Scelta peraltro compiuta quasi contemporaneamente anche dal viceparroco.
«Ogni situazione è singolare - dice Giulio, oggi marito e padre -. Ho avuto la fortuna di essere accompagnato da un vescovo eccellente, che ha saputo starmi accanto in questi passaggi complicati. Nel percorso si viene seguiti da un giurista, si deve rispondere a questionari molto accurati. Ne ho letti alcuni di altri che avevano fatto una scelta simile alla mia: io non mi ci ritrovavo. Non ho vissuto il tormento di anni passati sentendo la mancanza di una famiglia. Quando ho conosciuto la donna che ora è mia moglie non l’ho avvertito come un ostacolo ma come un incentivo a svolgere bene il mio lavoro di prete».
Poi, però, di fronte all’arrivo di un figlio, la necessità di una decisione: «Il discernimento è stato accurato. Ma sono rimasto in parrocchia fino a poco prima che nascesse il nostro bambino. Dopo l’annuncio ai fedeli, ho affrontato tre diverse reazioni che si manifestano sia tra il clero sia tra la gente. C’è chi ti conosce da una vita e sa chi sei, per questo capisce certe scelte. Mia madre è tra questi: so di averla fatta stare male, ma lei ha capito benissimo e quando è nato il bambino lo ha accolto come gli altri suoi nipoti. Poi ci sono quelli che non ti parlano per lungo tempo, perché hanno paura di toccare l’argomento ma con loro i rapporti si riallacciano. Infine ci sono quelli che rifiutano la realtà, ti considerano un peccatore e basta, si dimostrano molto duri. Spesso non sono i più anziani a reagire così, ci sono novantenni che quando mi rivedono mi fanno un sacco di feste».
Un aiuto è arrivato durante tre giorni trascorsi a Trento in una comunità che supporta religiosi alle prese con passaggi difficili, perché scelgono di spretarsi o perché sono stati declassati da posti di responsabilità a incarichi minori e ne soffrono, come tutti.
«Lì ho vissuto un confronto sereno - dice Giulio -. La cosa peggiore è che a 50 anni rimani senza nulla, anche dal punto di vista lavorativo. Per un anno ricevi ancora parte dello stipendio di sacerdote, poi basta. Alla fine un lavoro l’ho trovato».

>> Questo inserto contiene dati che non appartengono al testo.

//! Error types for adapters.

use thiserror::Error;

/// Errors that can occur while talking to the outside world.
#[derive(Debug, Error)]
pub enum AdapterError {
    /// HTTP request failed.
    #[error("HTTP request failed: {0}")]
    Http(String),

    /// The server answered with a non-2xx status.
    #[error("HTTP return code is not OK, but {0}")]
    Status(u16),

    /// Failed to parse response.
    #[error("Failed to parse response: {0}")]
    Parse(String),

    /// The response parsed but did not carry the statistics map.
    #[error("invalid response, nil statistics map")]
    InvalidResponse,

    /// The operation was cancelled by its caller.
    #[error("context closing")]
    ContextClosing,

    /// Connection failed.
    #[error("Connection failed: {0}")]
    Connection(String),

    /// The mail server refused or failed the delivery.
    #[error("SMTP delivery failed: {0}")]
    Mail(String),

    /// Timeout waiting for response.
    #[error("Request timed out")]
    Timeout,

    /// An identity list file contains an invalid entry.
    #[error("{reason} on line {line}")]
    ListFile { line: usize, reason: String },

    /// Reading a local file failed.
    #[error("{path}: {source}")]
    Io {
        path: String,
        #[source]
        source: std::io::Error,
    },
}

impl From<reqwest::Error> for AdapterError {
    fn from(err: reqwest::Error) -> Self {
        if err.is_timeout() {
            AdapterError::Timeout
        } else if err.is_connect() {
            AdapterError::Connection(err.to_string())
        } else {
            AdapterError::Http(err.to_string())
        }
    }
}

impl From<serde_json::Error> for AdapterError {
    fn from(err: serde_json::Error) -> Self {
        AdapterError::Parse(err.to_string())
    }
}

La cosa che più ha infastidito?
«Sono stato martellato da tv, anche estere, radio e giornali. Ripetevo che non avevo nulla da dire. A chi mi chiedeva davo la lettera che avevo letto in parrocchia. Nulla più».

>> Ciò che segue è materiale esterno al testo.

//! Parser for the plain-text identity lists referenced by each monitor.
//!
//! One identity per line: either a 192 character hex BLS key or a bech32
//! account address. Blank lines and lines starting with `#` are ignored, and
//! a value may be wrapped in double quotes.
//!
//! ```text
//! # our validators
//! erd1qypqxpq9qcrsszg2pvxq6rs0zqg3yyc5z5tpwxqergd3c8g7rusq4707q5
//! "0123...abcd"
//! ```

use std::path::Path;

use keywatch_types::{Address, IdentityList, ADDRESS_HRP, ADDRESS_LEN, BLS_HEX_KEY_LEN};

use crate::AdapterError;

const COMMENT_MARKER: char = '#';

/// Read and parse a list file.
pub fn parse_list_file(path: impl AsRef<Path>) -> Result<IdentityList, AdapterError> {
    let path = path.as_ref();
    let contents = std::fs::read_to_string(path).map_err(|source| AdapterError::Io {
        path: path.display().to_string(),
        source,
    })?;

    parse_list(&contents)
}

/// Parse list contents. Fails on the first invalid line, naming it by its
/// zero-based index.
pub fn parse_list(contents: &str) -> Result<IdentityList, AdapterError> {
    let mut list = IdentityList::default();

    for (index, line) in contents.split('\n').enumerate() {
        let line = line.trim_matches(|c| matches!(c, ' ' | '\t' | '\r' | '\n'));
        if line.is_empty() || line.starts_with(COMMENT_MARKER) {
            continue;
        }

        parse_line(unquote(line), &mut list).map_err(|reason| AdapterError::ListFile {
            line: index,
            reason,
        })?;
    }

    Ok(list)
}

fn unquote(line: &str) -> &str {
    line.strip_prefix('"')
        .and_then(|rest| rest.strip_suffix('"'))
        .unwrap_or(line)
}

fn parse_line(value: &str, list: &mut IdentityList) -> Result<(), String> {
    if value.len() == BLS_HEX_KEY_LEN {
        hex::decode(value).map_err(|e| format!("invalid BLS key: {e}"))?;
        list.bls_hex_keys.push(value.to_string());
        return Ok(());
    }

    let address = decode_address(value)?;
    list.addresses.push(address);
    Ok(())
}

/// Decode a bech32 account address.
pub fn decode_address(value: &str) -> Result<Address, String> {
    let (hrp, data) =
        bech32::decode(value).map_err(|e| format!("invalid bech32 address {value}: {e}"))?;

    if hrp.to_lowercase() != ADDRESS_HRP {
        return Err(format!(
            "invalid bech32 address {value}: expected prefix {ADDRESS_HRP}"
        ));
    }
    if data.len() != ADDRESS_LEN {
        return Err(format!(
            "invalid bech32 address {value}: decoded length {} is not {ADDRESS_LEN}",
            data.len()
        ));
    }

    Ok(Address {
        hex: hex::encode(data),
        bech32: value.to_string(),
    })
}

E il rapporto con la Chiesa?
«Ho ottenuto la dispensa in tempi rapidi e ho potuto sposarmi in chiesa. Ho scritto a papa Francesco, mi ha risposto in un mese. Mi ringraziava per il servizio che avevo svolto e mi diceva che il mio compito, ora, è servire la Chiesa attraverso la famiglia. E così è, ormai da alcuni anni».